MOSAIC TILE MUSEUM Tajimi opened in the very center of the town in 2016, and attracts tile aficionados from all over the country.
Our History
Manzo Kato, the first head of the company, was born the youngest of six brothers.
He grew up to assist his brothers who were operating as a tile wholesaler in Hokkaido.
After his parents implored him to return to his birthplace, he began a tile-laying workshop in Kasahara.
In this way, Maruman came to be founded in 1931.
Manzo spent difficult times before and after the war with his sons, and it was in 1957 that the operation was established as Maruman Shokai. His eldest son Hiroshige soon took over the company and became its second head in 1963, with Manzo assuming Chairperson. With the rising construction demand accompanying the high-level economic growth of the day, the domestic market enjoyed vigorous growth.

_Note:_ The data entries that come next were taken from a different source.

use std::collections::BTreeMap;
use std::fmt;

use serde::{Deserialize, Serialize};

use crate::error::{Result, WorldError};

/// Well-known stat keys shared by players and creature templates.
pub mod keys {
    pub const NAME: &str = "name";
    pub const DMG: &str = "dmg";
    pub const HEALTH: &str = "health";
    pub const MAX_HEALTH: &str = "max-health";
    pub const SPEED: &str = "speed";
    pub const AGGRESSION: &str = "aggression";
    pub const VIEW: &str = "view";
    pub const XP: &str = "xp";
    pub const TRADE: &str = "trade";
    pub const TRADE_XP: &str = "trade-xp";
}

/// A single stat value. Untagged so data files can write plain JSON scalars.
#[derive(Debug, Clone, PartialEq, Eq, Serialize, Deserialize)]
#[serde(untagged)]
pub enum StatValue {
    Bool(bool),
    Int(i64),
    Text(String),
}

impl StatValue {
    fn kind(&self) -> &'static str {
        match self {
            StatValue::Bool(_) => "bool",
            StatValue::Int(_) => "integer",
            StatValue::Text(_) => "string",
        }
    }
}

impl fmt::Display for StatValue {
    fn fmt(&self, f: &mut fmt::Formatter<'_>) -> fmt::Result {
        match self {
            StatValue::Bool(b) => write!(f, "{b}"),
            StatValue::Int(i) => write!(f, "{i}"),
            StatValue::Text(s) => f.write_str(s),
        }
    }
}

impl From<i64> for StatValue {
    fn from(v: i64) -> Self {
        StatValue::Int(v)
    }
}

impl From<i32> for StatValue {
    fn from(v: i32) -> Self {
        StatValue::Int(v.into())
    }
}

impl From<bool> for StatValue {
    fn from(v: bool) -> Self {
        StatValue::Bool(v)
    }
}

impl From<&str> for StatValue {
    fn from(v: &str) -> Self {
        StatValue::Text(v.to_string())
    }
}

/// Keyed stat storage with typed accessors.
///
/// Every accessor returns `InvalidStatName` for a missing key and
/// `StatTypeMismatch` for a key holding the wrong variant, so a bad lookup is
/// an error value rather than a panic.
#[derive(Debug, Clone, Default, PartialEq, Eq, Serialize, Deserialize)]
#[serde(transparent)]
pub struct StatBag {
    values: BTreeMap<String, StatValue>,
}

impl StatBag {
    pub fn new() -> Self {
        Self::default()
    }

    pub fn with(mut self, key: &str, value: impl Into<StatValue>) -> Self {
        self.set(key, value);
        self
    }

    pub fn contains(&self, key: &str) -> bool {
        self.values.contains_key(key)
    }

    pub fn get(&self, key: &str) -> Result<&StatValue> {
        self.values
            .get(key)
            .ok_or_else(|| WorldError::InvalidStatName(key.to_string()))
    }

    pub fn int(&self, key: &str) -> Result<i64> {
        match self.get(key)? {
            StatValue::Int(v) => Ok(*v),
            _ => Err(mismatch(key, "integer")),
        }
    }

    /// Integer stat, or `default` when the key is absent. Wrong types still error.
    pub fn int_or(&self, key: &str, default: i64) -> Result<i64> {
        if self.contains(key) {
            self.int(key)
        } else {
            Ok(default)
        }
    }

    pub fn flag(&self, key: &str) -> Result<bool> {
        match self.get(key)? {
            StatValue::Bool(v) => Ok(*v),
            _ => Err(mismatch(key, "bool")),
        }
    }

    pub fn text(&self, key: &str) -> Result<&str> {
        match self.get(key)? {
            StatValue::Text(v) => Ok(v),
            _ => Err(mismatch(key, "string")),
        }
    }

    pub fn set(&mut self, key: &str, value: impl Into<StatValue>) {
        self.values.insert(key.to_string(), value.into());
    }

    /// Add `delta` to an existing integer stat and return the new value.
    pub fn change_int(&mut self, key: &str, delta: i64) -> Result<i64> {
        let current = self.int(key)?;
        let next = current + delta;
        self.values.insert(key.to_string(), StatValue::Int(next));
        Ok(next)
    }

    pub fn iter(&self) -> impl Iterator<Item = (&str, &StatValue)> {
        self.values.iter().map(|(k, v)| (k.as_str(), v))
    }
}

fn mismatch(key: &str, expected: &'static str) -> WorldError {
    WorldError::StatTypeMismatch {
        key: key.to_string(),
        expected,
    }
}

impl fmt::Display for StatBag {
    fn fmt(&self, f: &mut fmt::Formatter<'_>) -> fmt::Result {
        for (key, value) in &self.values {
            writeln!(f, "{key}: {value} ({})", value.kind())?;
        }
        Ok(())
    }
}
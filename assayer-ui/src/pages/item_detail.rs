//! Item Detail Page
//!
//! Shows every field of one uploaded item.

use leptos::*;
use leptos_router::*;

use crate::api;
use crate::components::Loading;
use crate::routes;

/// Item detail page component
#[component]
pub fn ItemDetail() -> impl IntoView {
    let params = use_params_map();
    let id = move || params.with(|p| p.get("id").and_then(|id| id.parse::<u64>().ok()));

    let item = create_local_resource(id, |id| async move {
        match id {
            Some(id) => api::fetch_item(id).await,
            None => Err("Invalid item id".to_string()),
        }
    });

    view! {
        <div class="space-y-6">
            <A href=routes::ITEM_LIST class="text-sm text-blue-700 hover:underline">"← Back to items"</A>

            <Suspense fallback=|| view! { <Loading /> }>
                {move || item.get().map(|result| match result {
                    Ok(item) => {
                        let uploaded = chrono::DateTime::parse_from_rfc3339(&item.uploaded_at)
                            .map(|dt| dt.format("%Y-%m-%d %H:%M").to_string())
                            .unwrap_or(item.uploaded_at.clone());
                        view! {
                            <div class="bg-white rounded-xl shadow p-6">
                                <h1 class="text-2xl font-bold mb-1">{format!("Item #{}", item.id)}</h1>
                                <p class="text-sm text-gray-500 mb-6">{format!("Uploaded {}", uploaded)}</p>
                                <dl class="grid grid-cols-3 gap-y-2">
                                    {item.fields.into_iter().map(|(column, value)| {
                                        let text = match value {
                                            serde_json::Value::String(s) => s,
                                            serde_json::Value::Null => "-".to_string(),
                                            other => other.to_string(),
                                        };
                                        view! {
                                            <dt class="text-gray-500">{column}</dt>
                                            <dd class="col-span-2">{text}</dd>
                                        }
                                    }).collect_view()}
                                </dl>
                            </div>
                        }.into_view()
                    }
                    Err(e) => view! {
                        <p class="text-red-600">{e}</p>
                    }.into_view(),
                })}
            </Suspense>
        </div>
    }
}
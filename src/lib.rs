//! # Assayer
//!
//! Jewellery metal valuation: a single-page Leptos client plus the Rust
//! plumbing around it.
//!
//! ## Modules
//!
//! - [`routing`]: Route table mapping navigation paths to pages
//! - [`proxy`]: Development proxy map and request forwarder
//! - [`shell`]: Server for the built client (routes, proxy, assets)
//! - [`api`]: REST backend with Axum
//! - [`valuation`]: Metal weight and price calculation
//! - [`table`]: CSV table model shared by the valuation and item code
//! - [`items`]: In-memory item store
//! - [`config`]: TOML configuration with environment overrides
//! - [`logging`]: Tracing subscriber setup
//!
//! ## Quick Start
//!
//! ```rust,no_run
//! use assayer::routing::{Page, RouteTable};
//! use assayer::proxy::ProxyMap;
//!
//! let routes = RouteTable::standard();
//! let matched = routes.resolve("/items/42").unwrap();
//! assert_eq!(matched.page, Page::ItemDetail);
//! assert_eq!(matched.param("id"), Some("42"));
//!
//! let proxy = ProxyMap::development("http://localhost:8080").unwrap();
//! let target = proxy.rewrite("/items/42?full=1").unwrap();
//! assert_eq!(target.as_str(), "http://localhost:8080/items/42?full=1");
//! ```

pub mod api;
pub mod config;
pub mod items;
pub mod logging;
pub mod proxy;
pub mod routing;
pub mod shell;
pub mod table;
pub mod valuation;

// Re-export top-level types for convenience
pub use routing::{Page, RouteEntry, RouteError, RouteMatch, RouteTable};

pub use proxy::{ProxyEntry, ProxyError, ProxyForwarder, ProxyMap};

pub use shell::Shell;

pub use api::{build_router, serve, ApiError, AppState};

pub use table::{Table, TableError};

pub use valuation::{InvalidWeight, PriceList, RowValuation, ValuationError};

pub use items::{Item, ItemStore};

pub use config::{
    ApiConfig, Config, ConfigError, LoadedConfig, LoggingConfig, ProxyConfig, ShellConfig,
};
//! Pages
//!
//! Top-level page components for each route.

pub mod csv_editor;
pub mod item_detail;
pub mod item_list;
pub mod login;
pub mod main_menu;
pub mod metal_calculate;
pub mod not_found;
pub mod upload_items;

pub use csv_editor::CsvEditor;
pub use item_detail::ItemDetail;
pub use item_list::ItemList;
pub use login::Login;
pub use main_menu::MainMenu;
pub use metal_calculate::MetalCalculate;
pub use not_found::NotFound;
pub use upload_items::UploadItems;
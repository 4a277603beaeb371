//! Item List Page

use leptos::*;
use leptos_router::*;

use crate::api::{self, Item};
use crate::components::Loading;
use crate::routes;

/// Column shown as the item label, first one present wins
const LABEL_COLUMNS: [&str; 3] = ["name", "material", "box_id"];

/// Short label for an item in the list
pub fn item_label(item: &Item) -> String {
    LABEL_COLUMNS
        .iter()
        .find_map(|column| item.fields.get(*column).and_then(|v| v.as_str()))
        .filter(|label| !label.is_empty())
        .map(str::to_string)
        .unwrap_or_else(|| format!("Item {}", item.id))
}

/// Item list page component
#[component]
pub fn ItemList() -> impl IntoView {
    let items = create_local_resource(|| (), |_| api::fetch_items());

    view! {
        <div class="space-y-6">
            <div class="flex items-center justify-between">
                <h1 class="text-3xl font-bold">"Items"</h1>
                <A href=routes::UPLOAD_ITEMS class="px-4 py-2 bg-blue-600 text-white rounded-lg">
                    "Upload more"
                </A>
            </div>

            <Suspense fallback=|| view! { <Loading /> }>
                {move || items.get().map(|result| match result {
                    Ok(items) if items.is_empty() => view! {
                        <p class="text-gray-500">"No items uploaded yet."</p>
                    }.into_view(),
                    Ok(items) => view! {
                        <ul class="bg-white rounded-xl shadow divide-y">
                            {items.into_iter().map(|item| {
                                let href = routes::item_detail(item.id);
                                let label = item_label(&item);
                                view! {
                                    <li class="px-6 py-4 flex justify-between">
                                        <A href=href class="font-medium text-blue-700 hover:underline">{label}</A>
                                        <span class="text-sm text-gray-500">{format!("#{}", item.id)}</span>
                                    </li>
                                }
                            }).collect_view()}
                        </ul>
                    }.into_view(),
                    Err(e) => view! {
                        <p class="text-red-600">{format!("Failed to load items: {}", e)}</p>
                    }.into_view(),
                })}
            </Suspense>
        </div>
    }
}

#[cfg(test)]
mod tests {
    use super::*;
    use serde_json::json;

    fn item(fields: serde_json::Value) -> Item {
        Item {
            id: 7,
            fields: fields.as_object().cloned().unwrap_or_default(),
            uploaded_at: "2024-01-01T00:00:00Z".to_string(),
        }
    }

    #[test]
    fn test_item_label_prefers_name() {
        assert_eq!(item_label(&item(json!({"material": "K18", "name": "ring"}))), "ring");
        assert_eq!(item_label(&item(json!({"material": "K18"}))), "K18");
        assert_eq!(item_label(&item(json!({"weight": "3g"}))), "Item 7");
    }
}
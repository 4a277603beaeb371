//! Item Routes
//!
//! - POST /upload-items - Import an item sheet
//! - GET /items - List items
//! - GET /items/:id - Get one item

use axum::{
    extract::{Multipart, Path, State},
    http::StatusCode,
    Json,
};
use std::sync::Arc;

use super::UploadedFiles;
use crate::api::dto::{ItemListResponse, UploadItemsResponse};
use crate::api::error::{ApiError, ApiResult};
use crate::api::state::AppState;
use crate::items::Item;

/// POST /upload-items
///
/// Multipart field `item_file`; every row becomes an item.
pub async fn upload_items(
    State(state): State<Arc<AppState>>,
    multipart: Multipart,
) -> ApiResult<(StatusCode, Json<UploadItemsResponse>)> {
    let files = UploadedFiles::read(multipart).await?;
    let table = files.table("item_file")?;

    if table.is_empty() {
        return Err(ApiError::Validation("item_file has no rows".to_string()));
    }

    let ids = state.items.import_table(&table).await;

    Ok((
        StatusCode::CREATED,
        Json(UploadItemsResponse {
            imported: ids.len(),
            ids,
        }),
    ))
}

/// GET /items
pub async fn list_items(State(state): State<Arc<AppState>>) -> Json<ItemListResponse> {
    let items = state.items.list().await;
    Json(ItemListResponse {
        total: items.len(),
        items,
    })
}

/// GET /items/:id
pub async fn get_item(
    State(state): State<Arc<AppState>>,
    Path(id): Path<u64>,
) -> ApiResult<Json<Item>> {
    state
        .items
        .get(id)
        .await
        .map(Json)
        .ok_or_else(|| ApiError::NotFound(format!("Item {}", id)))
}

Tile from Japan fulfilled demand in North America as well, with exports at their peak in the years around 1970.
Manufacturers in Tajimi and elsewhere also came out with a succession of offerings so as to top the competition through innovative artistry, and large quantities of original-design tile from Maruman was exported to the USA, Australia, and Europe.
In 2010 the second head met with a literally untimely end, and his oldest daughter, who had been away from the business for twenty years, returned that very day and took the reins of management.
Tile shipment quantities in Japan were in steady decline, and for exports as well, attempting to win out in competition against low-cost tile from other countries made for trying circumstances.
The third head, who had witnessed the struggles of her predecessors, was nonetheless undaunted. She was surrounded by members of the same industry who had lofty ideals for tile as their occupation.
Aided by customers and suppliers, and with vigorous encouragement from her comrades, she made use of her feminine perspective, and together with her staff she strives to offer ceramic tile suited to interiors that could only come from Maruman.
What We Care
The speed and rhythm of the clattering sound reveals the ongoing state of tile-laying.
Maruman has a tile-laying workshop inhouse where mosaic tiles are mounted to sheets one at a time.
For every product, limit samples are fashioned for distinguishing good-quality items from unacceptable ones, and our tile-layers create sheets that are approximately thirty centimeters square as they check the limit samples.
If tile size is one centimeter square, this means that as many as 576 pieces must be checked per sheet.
Are the joints straight? Are the tiles free of chips, bubbles, pinholes, and other defects? Is the color close to the standard? Day in and day out, our tile-layers devote attention to tile quality and the degree of perfection of the sheets.
Because Japan has four distinct seasons, the bond and glue thickness and drying times are adjusted to match the season, and the products are completed so that every tile, no matter how small, is securely attached to the sheet and no tiles come loose from the sheet when it is taken from the box at the jobsite.
We take pride in shaping every sheet into a top-quality item in this way, and bringing our tile to the world.